29 October 2010 05:22 am Views - 6940
The "State of the Economy" report is the flagship annual publication of the Institute of Policy Studies of Sri Lanka (IPS) that analyses in detail Sri Lanka's economic performance and explores emerging development challenges for the country.
The 2010 report is devoted to an assessment of the economic challenges of post-conflict growth and stability in Sri Lanka. The decades of conflict and marginalization have left the North and East (N&E) as two of the poorest provinces in the country. The priority is not only to build up the socio-economic environment in the N&E - comparable to the rest of the country - but to do it rapidly. This means adopting a multi-pronged approach to development, which takes into account rebuilding and modernizing destroyed infrastructure, alleviating poverty by promoting economic self-reliance of households, and providing the necessary social safety nets for managing vulnerability to shocks.
Early, robust economic growth that has an immediate widespread impact will go some way towards meeting the aspirations of a post-conflict weary population. GDP growth in the first half 2010 in excess of 7.5 per cent has already signaled that a strong post-conflict economic recovery is underway. However, beyond the immediate recovery efforts must lie clear medium term policy goals that anticipate the transition to long term post-conflict economic development.
A growth boom fuelled by an infrastructure-led investment drive that relies heavily on foreign borrowing can run up against problems. For instance, high economic growth can in turn fuel rapid growth in import expenditure and raise issues of external debt sustainability in the medium term. Thus, Sri Lanka's expansionary fiscal policy stance in the midst of shrinking aggregate demand in the economy now needs to be reversed to permit fiscal consolidation. In addition to revenue enhancement, spending adjustments must be made to harness a more effective re-allocation of resources and related productivity gains that will allow economic output to expand rapidly in a sustainable manner.

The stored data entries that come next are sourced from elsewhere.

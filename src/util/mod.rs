pub mod simba;
mod stats;

pub use stats::Stats;

/// Iterates over indices of set bits in a lane mask, lowest first.
pub fn set_bits(mask: u64) -> impl Iterator<Item = usize> {
    let mut remaining = mask;
    std::iter::from_fn(move || {
        if remaining == 0 {
            return None;
        }
        let index = remaining.trailing_zeros() as usize;
        remaining &= remaining - 1;
        Some(index)
    })
}
use simba::simd::{SimdValue, WideBoolF32x4, WideF32x4};

pub trait SimbaWorkarounds: SimdValue {
    fn is_nan(self) -> Self::SimdBool;

    fn infinity() -> Self;
    fn neg_infinity() -> Self;
}

impl SimbaWorkarounds for WideF32x4 {
    #[inline(always)]
    fn is_nan(self) -> Self::SimdBool {
        WideBoolF32x4(self.0.is_nan())
    }

    #[inline(always)]
    fn infinity() -> Self {
        Self::splat(f32::INFINITY)
    }

    #[inline(always)]
    fn neg_infinity() -> Self {
        Self::splat(f32::NEG_INFINITY)
    }
}

/// Lane-wise minimum, result is unspecified if any of the inputs is NaN.
#[inline(always)]
pub fn fast_min(a: WideF32x4, b: WideF32x4) -> WideF32x4 {
    WideF32x4(a.0.fast_min(b.0))
}

/// Lane-wise maximum, result is unspecified if any of the inputs is NaN.
#[inline(always)]
pub fn fast_max(a: WideF32x4, b: WideF32x4) -> WideF32x4 {
    WideF32x4(a.0.fast_max(b.0))
}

The most prudent course of action is to strengthen the regulatory environment to attract increased volumes of foreign capital such as foreign direct investment (FDI) to bridge Sri Lanka's savings-investment gap.

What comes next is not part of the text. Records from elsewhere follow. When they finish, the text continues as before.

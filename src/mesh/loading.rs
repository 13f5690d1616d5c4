use std::{fs, path::Path};

use indexmap::IndexMap;
use thiserror::Error;
use wavefront_obj::obj::{ObjSet, Primitive as ObjPrimitive};

use super::{Mesh, MeshError, Vertex, VertexIdx};
use crate::geometry::{FloatType, TexturePoint, Triangle, WorldPoint, WorldVector};

#[derive(Debug, Error)]
pub enum ObjOpenError {
    #[error("Failed to read file: {0}")]
    ReadError(#[from] std::io::Error),

    #[error("Failed to parse file: {0}")]
    ParseError(#[from] wavefront_obj::ParseError),

    #[error("Invalid mesh: {0}")]
    Mesh(#[from] MeshError),
}

/// Position, texture and normal index of an OBJ face corner, qualified by the object it came from.
type CornerKey = (usize, (usize, Option<usize>, Option<usize>));

impl Mesh {
    /// Loads all objects of a Wavefront OBJ file into a single mesh.
    pub fn with_obj(path: impl AsRef<Path>) -> Result<Mesh, ObjOpenError> {
        let path = path.as_ref();
        log::debug!("Loading {}", path.display());
        let content = fs::read_to_string(path)?;
        Self::from_obj_str(content)
    }

    pub fn from_obj_str(content: impl Into<String>) -> Result<Mesh, ObjOpenError> {
        let parsed = wavefront_obj::obj::parse(content.into())?;
        let mut mesh = Self::load_obj(parsed)?;
        mesh.generate_tangents();

        log::debug!(
            "Loaded mesh with {} vertices and {} triangles",
            mesh.vertices().len(),
            mesh.triangles().len()
        );
        Ok(mesh)
    }

    fn load_obj(obj: ObjSet) -> Result<Mesh, ObjOpenError> {
        let mut triangles = Vec::new();
        let mut vertices: IndexMap<CornerKey, Vertex> = IndexMap::new();
        let mut skipped = 0usize;

        for (object_index, o) in obj.objects.iter().enumerate() {
            for geometry in &o.geometry {
                for shape in &geometry.shapes {
                    let ObjPrimitive::Triangle(a, b, c) = &shape.primitive else {
                        skipped += 1;
                        continue;
                    };
                    let triangle_index = triangles.len();

                    let mut handle_vertex = |vtindex: (usize, Option<usize>, Option<usize>)| {
                        let entry = vertices.entry((object_index, vtindex));
                        let index = VertexIdx::from_usize(entry.index());
                        if let indexmap::map::Entry::Vacant(entry) = entry {
                            let position = o.vertices.get(vtindex.0).ok_or(
                                MeshError::VertexIndexOutOfRange {
                                    triangle: triangle_index,
                                    vertex: vtindex.0,
                                    vertex_count: o.vertices.len(),
                                },
                            )?;
                            let tex_vertex = vtindex.1.and_then(|i| o.tex_vertices.get(i));
                            let normal = vtindex.2.and_then(|i| o.normals.get(i));

                            entry.insert(Vertex {
                                position: WorldPoint::new(
                                    position.x as FloatType,
                                    position.y as FloatType,
                                    position.z as FloatType,
                                ),
                                normal: normal.map_or_else(WorldVector::zeros, |n| {
                                    WorldVector::new(
                                        n.x as FloatType,
                                        n.y as FloatType,
                                        n.z as FloatType,
                                    )
                                    .try_normalize(0.0)
                                    .unwrap_or_else(WorldVector::zeros)
                                }),
                                tangent: WorldVector::zeros(),
                                texture_coords: tex_vertex.map_or_else(TexturePoint::origin, |v| {
                                    TexturePoint::new(v.u as FloatType, v.v as FloatType)
                                }),
                            });
                        }
                        Ok::<_, MeshError>(index)
                    };

                    let a = handle_vertex(*a)?;
                    let b = handle_vertex(*b)?;
                    let c = handle_vertex(*c)?;

                    triangles.push(Triangle::new(a, b, c));
                }
            }
        }

        if skipped > 0 {
            log::warn!("Skipped {skipped} non-triangle primitives");
        }

        Ok(Mesh::new(vertices.into_values().collect(), triangles)?)
    }
}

Regulatory impediments that impact adversely on the country's investment climate need to be addressed. These include reforms to improve public sector service delivery, reforms to improve the flexibility of labour market conditions, education sector reforms to enhance the skills set of the workforce in line with market needs, etc. In effect, this calls for improving the policies, regulations and institutions that can encourage active private sector participation of both local and foreign investors.
Harnessing the rapid recovery of Sri Lanka's post-conflict economy with a transformative process of economic reforms holds out the most promising outcome for sustained long term growth. The country has made a positive start and with a prudent management of the economy and related policy reforms, it stands poised to reap the full economic dividends of a post-conflict phase of development.